[Start of Attachment]
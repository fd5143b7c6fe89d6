use direxplorer_base::gateway::MATCH_ALL;

use crate::SearchCounts;

/// Settings and counters for one or more searches.
///
/// The counters are not reset when a new search starts, so several roots can be
/// explored with one policy and summarized together. Call [`TraversalPolicy::reset`]
/// to start counting from zero again.
///
/// # Examples
///
/// ```
/// use direxplorer_engine::TraversalPolicy;
///
/// let mut policy = TraversalPolicy::new();
/// policy.add_pattern("*.rs").add_pattern("*.toml").set_recurse(true);
/// assert_eq!(policy.patterns(), ["*.rs", "*.toml"]);
/// ```
#[derive(Debug, Clone, PartialEq, Eq)]
pub struct TraversalPolicy {
    patterns: Vec<String>,
    recurse: bool,
    hide_empty_directories: bool,
    show_all_in_current_directory: bool,
    max_items: usize,
    file_count: usize,
    dir_count: usize,
}

impl TraversalPolicy {
    /// A policy matching every file, without recursion or item limit.
    pub fn new() -> Self {
        Self {
            patterns: vec![MATCH_ALL.to_string()],
            recurse: false,
            hide_empty_directories: false,
            show_all_in_current_directory: false,
            max_items: 0,
            file_count: 0,
            dir_count: 0,
        }
    }

    /// Replace all patterns. An empty list restores the match-everything default.
    pub fn set_patterns<I, S>(&mut self, patterns: I) -> &mut Self
    where
        I: IntoIterator<Item = S>,
        S: Into<String>,
    {
        self.patterns = patterns.into_iter().map(Into::into).collect();
        if self.patterns.is_empty() {
            self.patterns.push(MATCH_ALL.to_string());
        }
        self
    }

    /// Append a pattern. The first explicit pattern replaces the default.
    pub fn add_pattern(&mut self, pattern: impl Into<String>) -> &mut Self {
        if self.patterns.len() == 1 && self.patterns[0] == MATCH_ALL {
            self.patterns.clear();
        }
        self.patterns.push(pattern.into());
        self
    }

    pub fn set_recurse(&mut self, recurse: bool) -> &mut Self {
        self.recurse = recurse;
        self
    }

    pub fn set_hide_empty_directories(&mut self, hide: bool) -> &mut Self {
        self.hide_empty_directories = hide;
        self
    }

    pub fn set_show_all_in_current_directory(&mut self, show_all: bool) -> &mut Self {
        self.show_all_in_current_directory = show_all;
        self
    }

    /// Limit the number of files handed to handlers. Zero means unlimited.
    pub fn set_max_items(&mut self, max_items: usize) -> &mut Self {
        self.max_items = max_items;
        self
    }

    /// Patterns in insertion order, never empty.
    pub fn patterns(&self) -> &[String] {
        &self.patterns
    }

    pub fn recurse(&self) -> bool {
        self.recurse
    }

    pub fn hide_empty_directories(&self) -> bool {
        self.hide_empty_directories
    }

    pub fn show_all_in_current_directory(&self) -> bool {
        self.show_all_in_current_directory
    }

    pub fn max_items(&self) -> usize {
        self.max_items
    }

    pub fn file_count(&self) -> usize {
        self.file_count
    }

    pub fn dir_count(&self) -> usize {
        self.dir_count
    }

    pub fn counts(&self) -> SearchCounts {
        SearchCounts {
            files: self.file_count,
            directories: self.dir_count,
        }
    }

    /// True once more files have been counted than the item limit allows.
    pub fn is_done(&self) -> bool {
        self.max_items > 0 && self.file_count > self.max_items
    }

    /// Whether the file counted last should reach the handler.
    pub fn should_deliver_file(&self) -> bool {
        self.show_all_in_current_directory
            || self.max_items == 0
            || self.file_count <= self.max_items
    }

    pub(crate) fn record_directory_visited(&mut self) {
        self.dir_count += 1;
    }

    pub(crate) fn record_file_visited(&mut self) {
        self.file_count += 1;
    }

    /// Zero both counters, keeping the settings.
    pub fn reset(&mut self) {
        self.file_count = 0;
        self.dir_count = 0;
    }
}

impl Default for TraversalPolicy {
    fn default() -> Self {
        Self::new()
    }
}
[End of Attachment]
WORK ORDER> Give the data again in full, keeping every line as it was.

TASK ANSWER>
repository fd5143b7c6fe89d6
use direxplorer_base::gateway::MATCH_ALL;

use crate::SearchCounts;

/// Settings and counters for one or more searches.
///
/// The counters are not reset when a new search starts, so several roots can be
/// explored with one policy and summarized together. Call [`TraversalPolicy::reset`]
/// to start counting from zero again.
///
/// # Examples
///
/// ```
/// use direxplorer_engine::TraversalPolicy;
///
/// let mut policy = TraversalPolicy::new();
/// policy.add_pattern("*.rs").add_pattern("*.toml").set_recurse(true);
/// assert_eq!(policy.patterns(), ["*.rs", "*.toml"]);
/// ```
#[derive(Debug, Clone, PartialEq, Eq)]
pub struct TraversalPolicy {
    patterns: Vec<String>,
    recurse: bool,
    hide_empty_directories: bool,
    show_all_in_current_directory: bool,
    max_items: usize,
    file_count: usize,
    dir_count: usize,
}

impl TraversalPolicy {
    /// A policy matching every file, without recursion or item limit.
    pub fn new() -> Self {
        Self {
            patterns: vec![MATCH_ALL.to_string()],
            recurse: false,
            hide_empty_directories: false,
            show_all_in_current_directory: false,
            max_items: 0,
            file_count: 0,
            dir_count: 0,
        }
    }

    /// Replace all patterns. An empty list restores the match-everything default.
    pub fn set_patterns<I, S>(&mut self, patterns: I) -> &mut Self
    where
        I: IntoIterator<Item = S>,
        S: Into<String>,
    {
        self.patterns = patterns.into_iter().map(Into::into).collect();
        if self.patterns.is_empty() {
            self.patterns.push(MATCH_ALL.to_string());
        }
        self
    }

    /// Append a pattern. The first explicit pattern replaces the default.
    pub fn add_pattern(&mut self, pattern: impl Into<String>) -> &mut Self {
        if self.patterns.len() == 1 && self.patterns[0] == MATCH_ALL {
            self.patterns.clear();
        }
        self.patterns.push(pattern.into());
        self
    }

    pub fn set_recurse(&mut self, recurse: bool) -> &mut Self {
        self.recurse = recurse;
        self
    }

    pub fn set_hide_empty_directories(&mut self, hide: bool) -> &mut Self {
        self.hide_empty_directories = hide;
        self
    }

    pub fn set_show_all_in_current_directory(&mut self, show_all: bool) -> &mut Self {
        self.show_all_in_current_directory = show_all;
        self
    }

    /// Limit the number of files handed to handlers. Zero means unlimited.
    pub fn set_max_items(&mut self, max_items: usize) -> &mut Self {
        self.max_items = max_items;
        self
    }

    /// Patterns in insertion order, never empty.
    pub fn patterns(&self) -> &[String] {
        &self.patterns
    }

    pub fn recurse(&self) -> bool {
        self.recurse
    }

    pub fn hide_empty_directories(&self) -> bool {
        self.hide_empty_directories
    }

    pub fn show_all_in_current_directory(&self) -> bool {
        self.show_all_in_current_directory
    }

    pub fn max_items(&self) -> usize {
        self.max_items
    }

    pub fn file_count(&self) -> usize {
        self.file_count
    }

    pub fn dir_count(&self) -> usize {
        self.dir_count
    }

    pub fn counts(&self) -> SearchCounts {
        SearchCounts {
            files: self.file_count,
            directories: self.dir_count,
        }
    }

    /// True once more files have been counted than the item limit allows.
    pub fn is_done(&self) -> bool {
        self.max_items > 0 && self.file_count > self.max_items
    }

    /// Whether the file counted last should reach the handler.
    pub fn should_deliver_file(&self) -> bool {
        self.show_all_in_current_directory
            || self.max_items == 0
            || self.file_count <= self.max_items
    }

    pub(crate) fn record_directory_visited(&mut self) {
        self.dir_count += 1;
    }

    pub(crate) fn record_file_visited(&mut self) {
        self.file_count += 1;
    }

    /// Zero both counters, keeping the settings.
    pub fn reset(&mut self) {
        self.file_count = 0;
        self.dir_count = 0;
    }
}

impl Default for TraversalPolicy {
    fn default() -> Self {
        Self::new()
    }
}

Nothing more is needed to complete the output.